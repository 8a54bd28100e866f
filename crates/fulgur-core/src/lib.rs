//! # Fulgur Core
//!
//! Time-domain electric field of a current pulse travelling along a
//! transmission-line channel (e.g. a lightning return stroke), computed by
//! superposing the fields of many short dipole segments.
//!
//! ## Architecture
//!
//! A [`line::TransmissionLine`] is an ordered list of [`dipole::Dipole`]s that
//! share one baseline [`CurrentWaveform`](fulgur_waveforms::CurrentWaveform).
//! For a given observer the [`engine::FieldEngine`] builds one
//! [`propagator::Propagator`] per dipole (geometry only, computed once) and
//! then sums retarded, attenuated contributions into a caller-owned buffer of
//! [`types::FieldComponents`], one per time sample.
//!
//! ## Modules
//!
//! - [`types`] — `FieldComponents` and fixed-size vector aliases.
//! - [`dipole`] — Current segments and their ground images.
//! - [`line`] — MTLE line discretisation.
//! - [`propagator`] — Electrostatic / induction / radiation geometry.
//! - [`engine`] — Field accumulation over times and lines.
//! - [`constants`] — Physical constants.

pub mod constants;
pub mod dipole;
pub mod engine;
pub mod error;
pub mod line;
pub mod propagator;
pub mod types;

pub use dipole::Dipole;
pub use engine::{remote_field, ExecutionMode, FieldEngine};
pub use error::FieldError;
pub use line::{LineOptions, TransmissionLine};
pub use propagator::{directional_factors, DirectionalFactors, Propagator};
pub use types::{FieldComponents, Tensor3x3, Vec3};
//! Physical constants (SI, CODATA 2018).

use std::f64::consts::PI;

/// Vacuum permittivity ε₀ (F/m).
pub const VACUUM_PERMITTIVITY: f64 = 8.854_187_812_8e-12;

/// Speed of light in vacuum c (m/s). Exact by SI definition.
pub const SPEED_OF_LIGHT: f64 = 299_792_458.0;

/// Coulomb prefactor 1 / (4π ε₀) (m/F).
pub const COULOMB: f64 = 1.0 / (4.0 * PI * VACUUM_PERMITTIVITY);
* * *
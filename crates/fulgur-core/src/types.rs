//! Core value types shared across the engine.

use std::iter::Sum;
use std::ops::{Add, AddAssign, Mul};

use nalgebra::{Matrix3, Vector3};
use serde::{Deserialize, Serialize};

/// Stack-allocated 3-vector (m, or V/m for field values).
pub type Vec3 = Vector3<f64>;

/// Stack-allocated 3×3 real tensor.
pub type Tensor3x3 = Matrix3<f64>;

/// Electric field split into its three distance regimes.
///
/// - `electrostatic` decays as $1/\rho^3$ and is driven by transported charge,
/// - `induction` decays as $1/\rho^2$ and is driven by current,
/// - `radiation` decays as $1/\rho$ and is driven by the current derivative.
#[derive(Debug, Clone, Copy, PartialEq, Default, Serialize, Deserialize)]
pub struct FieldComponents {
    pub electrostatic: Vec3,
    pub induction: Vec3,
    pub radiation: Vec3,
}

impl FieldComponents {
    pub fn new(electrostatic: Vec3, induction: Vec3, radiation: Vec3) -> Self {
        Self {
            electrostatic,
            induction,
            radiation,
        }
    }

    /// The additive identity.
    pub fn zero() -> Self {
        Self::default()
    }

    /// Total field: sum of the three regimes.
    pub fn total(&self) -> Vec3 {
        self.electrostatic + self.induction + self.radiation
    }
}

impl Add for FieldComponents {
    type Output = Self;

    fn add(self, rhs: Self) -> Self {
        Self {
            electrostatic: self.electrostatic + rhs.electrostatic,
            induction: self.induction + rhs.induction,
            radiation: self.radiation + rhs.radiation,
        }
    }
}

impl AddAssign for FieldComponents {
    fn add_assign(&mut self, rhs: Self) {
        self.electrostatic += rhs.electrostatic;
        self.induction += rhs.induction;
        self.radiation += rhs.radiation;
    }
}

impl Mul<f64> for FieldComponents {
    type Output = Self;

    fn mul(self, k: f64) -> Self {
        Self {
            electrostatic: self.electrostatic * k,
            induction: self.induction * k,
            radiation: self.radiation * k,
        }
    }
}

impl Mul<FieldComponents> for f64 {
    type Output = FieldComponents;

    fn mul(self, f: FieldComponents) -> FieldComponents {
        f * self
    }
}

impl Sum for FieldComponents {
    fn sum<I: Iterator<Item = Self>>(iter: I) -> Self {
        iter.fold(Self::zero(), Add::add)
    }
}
* * *
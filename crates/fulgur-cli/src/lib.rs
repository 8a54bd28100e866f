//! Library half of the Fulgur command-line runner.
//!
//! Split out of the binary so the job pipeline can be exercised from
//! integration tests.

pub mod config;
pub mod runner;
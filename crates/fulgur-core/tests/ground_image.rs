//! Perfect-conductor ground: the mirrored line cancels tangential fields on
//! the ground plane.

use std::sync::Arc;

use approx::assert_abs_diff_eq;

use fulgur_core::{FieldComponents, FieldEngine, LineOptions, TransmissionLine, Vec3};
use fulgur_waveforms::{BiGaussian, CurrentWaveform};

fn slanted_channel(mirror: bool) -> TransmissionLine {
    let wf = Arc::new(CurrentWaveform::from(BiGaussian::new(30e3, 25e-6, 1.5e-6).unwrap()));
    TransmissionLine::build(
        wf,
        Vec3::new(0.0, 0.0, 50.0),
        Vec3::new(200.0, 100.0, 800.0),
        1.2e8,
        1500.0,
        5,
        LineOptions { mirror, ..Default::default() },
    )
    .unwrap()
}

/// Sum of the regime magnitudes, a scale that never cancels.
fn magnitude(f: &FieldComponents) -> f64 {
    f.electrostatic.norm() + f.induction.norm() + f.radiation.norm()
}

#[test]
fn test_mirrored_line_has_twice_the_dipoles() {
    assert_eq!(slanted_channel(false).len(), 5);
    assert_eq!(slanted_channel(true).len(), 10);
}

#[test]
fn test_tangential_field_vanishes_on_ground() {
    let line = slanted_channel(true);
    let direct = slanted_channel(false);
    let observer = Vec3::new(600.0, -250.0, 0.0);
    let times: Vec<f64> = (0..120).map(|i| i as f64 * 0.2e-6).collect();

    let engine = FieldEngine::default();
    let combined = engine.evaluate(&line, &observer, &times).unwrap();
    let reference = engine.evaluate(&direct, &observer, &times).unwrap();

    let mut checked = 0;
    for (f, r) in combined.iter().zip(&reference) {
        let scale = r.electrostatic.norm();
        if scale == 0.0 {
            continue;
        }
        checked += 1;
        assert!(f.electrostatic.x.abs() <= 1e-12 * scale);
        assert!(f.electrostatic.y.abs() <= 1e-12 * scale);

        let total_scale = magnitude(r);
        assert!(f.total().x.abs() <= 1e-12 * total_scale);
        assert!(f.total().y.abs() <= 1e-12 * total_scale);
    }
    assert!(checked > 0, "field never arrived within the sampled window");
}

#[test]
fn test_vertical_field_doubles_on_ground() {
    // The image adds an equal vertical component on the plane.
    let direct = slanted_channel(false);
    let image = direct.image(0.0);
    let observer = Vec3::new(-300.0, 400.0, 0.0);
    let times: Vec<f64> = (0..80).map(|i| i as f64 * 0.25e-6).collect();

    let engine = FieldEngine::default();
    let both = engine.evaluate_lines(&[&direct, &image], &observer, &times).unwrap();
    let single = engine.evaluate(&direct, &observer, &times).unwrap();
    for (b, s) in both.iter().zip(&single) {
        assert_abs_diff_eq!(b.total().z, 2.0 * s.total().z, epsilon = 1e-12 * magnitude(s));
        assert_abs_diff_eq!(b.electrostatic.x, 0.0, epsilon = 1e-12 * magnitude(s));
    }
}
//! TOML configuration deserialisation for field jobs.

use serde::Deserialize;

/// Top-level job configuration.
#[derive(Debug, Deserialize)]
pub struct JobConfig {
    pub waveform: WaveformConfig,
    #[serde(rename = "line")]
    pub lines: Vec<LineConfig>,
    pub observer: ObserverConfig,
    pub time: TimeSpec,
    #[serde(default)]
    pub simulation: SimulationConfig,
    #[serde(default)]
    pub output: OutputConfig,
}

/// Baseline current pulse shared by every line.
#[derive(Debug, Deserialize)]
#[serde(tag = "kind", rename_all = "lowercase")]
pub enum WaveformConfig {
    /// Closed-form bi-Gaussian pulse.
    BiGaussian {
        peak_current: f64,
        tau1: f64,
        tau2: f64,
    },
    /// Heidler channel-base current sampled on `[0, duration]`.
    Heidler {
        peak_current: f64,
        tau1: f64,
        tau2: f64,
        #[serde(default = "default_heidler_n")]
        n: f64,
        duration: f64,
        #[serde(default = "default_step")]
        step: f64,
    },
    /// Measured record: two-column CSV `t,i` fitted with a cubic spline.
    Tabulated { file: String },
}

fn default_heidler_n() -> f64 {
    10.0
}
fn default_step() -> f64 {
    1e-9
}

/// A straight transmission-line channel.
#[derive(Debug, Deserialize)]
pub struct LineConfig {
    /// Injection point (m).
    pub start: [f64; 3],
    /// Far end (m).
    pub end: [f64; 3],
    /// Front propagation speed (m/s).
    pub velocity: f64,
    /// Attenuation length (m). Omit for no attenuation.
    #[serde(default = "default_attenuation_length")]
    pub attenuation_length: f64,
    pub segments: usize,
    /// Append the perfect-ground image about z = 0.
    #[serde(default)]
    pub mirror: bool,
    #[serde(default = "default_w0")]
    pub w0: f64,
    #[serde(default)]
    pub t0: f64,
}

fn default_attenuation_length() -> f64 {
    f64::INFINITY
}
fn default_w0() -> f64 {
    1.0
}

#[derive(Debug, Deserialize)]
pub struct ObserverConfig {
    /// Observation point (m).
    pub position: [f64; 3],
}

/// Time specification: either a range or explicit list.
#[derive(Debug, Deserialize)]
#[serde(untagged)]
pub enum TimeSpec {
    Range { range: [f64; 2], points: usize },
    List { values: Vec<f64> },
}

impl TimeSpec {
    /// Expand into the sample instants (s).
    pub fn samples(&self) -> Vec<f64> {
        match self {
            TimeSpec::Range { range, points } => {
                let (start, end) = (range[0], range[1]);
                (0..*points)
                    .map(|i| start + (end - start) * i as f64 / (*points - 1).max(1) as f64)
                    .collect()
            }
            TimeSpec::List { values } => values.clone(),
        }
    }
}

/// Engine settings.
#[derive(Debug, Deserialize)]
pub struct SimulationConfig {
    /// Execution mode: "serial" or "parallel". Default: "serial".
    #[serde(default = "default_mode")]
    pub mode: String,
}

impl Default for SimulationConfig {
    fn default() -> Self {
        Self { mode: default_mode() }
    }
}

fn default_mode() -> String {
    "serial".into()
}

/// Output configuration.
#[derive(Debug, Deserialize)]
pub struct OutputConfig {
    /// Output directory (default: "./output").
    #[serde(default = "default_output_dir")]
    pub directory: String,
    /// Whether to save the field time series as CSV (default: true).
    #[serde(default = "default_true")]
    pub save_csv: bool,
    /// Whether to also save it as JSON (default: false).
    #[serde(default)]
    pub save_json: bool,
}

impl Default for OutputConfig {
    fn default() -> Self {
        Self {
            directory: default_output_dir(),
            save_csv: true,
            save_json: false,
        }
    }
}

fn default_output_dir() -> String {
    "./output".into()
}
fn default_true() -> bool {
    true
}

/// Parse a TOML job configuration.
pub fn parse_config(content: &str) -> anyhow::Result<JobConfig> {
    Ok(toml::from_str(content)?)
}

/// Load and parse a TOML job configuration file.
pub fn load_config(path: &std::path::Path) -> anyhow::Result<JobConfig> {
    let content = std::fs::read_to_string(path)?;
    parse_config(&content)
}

**YOUR ASSIGNMENT:** Write out exactly the lines above from the line with "assert!(f.total().x.abs() <= 1e-12" through the line with "pub enum WaveformConfig", both of them included, and leave out all other lines.

**SOLUTION:**
        assert!(f.total().x.abs() <= 1e-12 * total_scale);
        assert!(f.total().y.abs() <= 1e-12 * total_scale);
    }
    assert!(checked > 0, "field never arrived within the sampled window");
}

#[test]
fn test_vertical_field_doubles_on_ground() {
    // The image adds an equal vertical component on the plane.
    let direct = slanted_channel(false);
    let image = direct.image(0.0);
    let observer = Vec3::new(-300.0, 400.0, 0.0);
    let times: Vec<f64> = (0..80).map(|i| i as f64 * 0.25e-6).collect();

    let engine = FieldEngine::default();
    let both = engine.evaluate_lines(&[&direct, &image], &observer, &times).unwrap();
    let single = engine.evaluate(&direct, &observer, &times).unwrap();
    for (b, s) in both.iter().zip(&single) {
        assert_abs_diff_eq!(b.total().z, 2.0 * s.total().z, epsilon = 1e-12 * magnitude(s));
        assert_abs_diff_eq!(b.electrostatic.x, 0.0, epsilon = 1e-12 * magnitude(s));
    }
}
//! TOML configuration deserialisation for field jobs.

use serde::Deserialize;

/// Top-level job configuration.
#[derive(Debug, Deserialize)]
pub struct JobConfig {
    pub waveform: WaveformConfig,
    #[serde(rename = "line")]
    pub lines: Vec<LineConfig>,
    pub observer: ObserverConfig,
    pub time: TimeSpec,
    #[serde(default)]
    pub simulation: SimulationConfig,
    #[serde(default)]
    pub output: OutputConfig,
}

/// Baseline current pulse shared by every line.
#[derive(Debug, Deserialize)]
#[serde(tag = "kind", rename_all = "lowercase")]
pub enum WaveformConfig {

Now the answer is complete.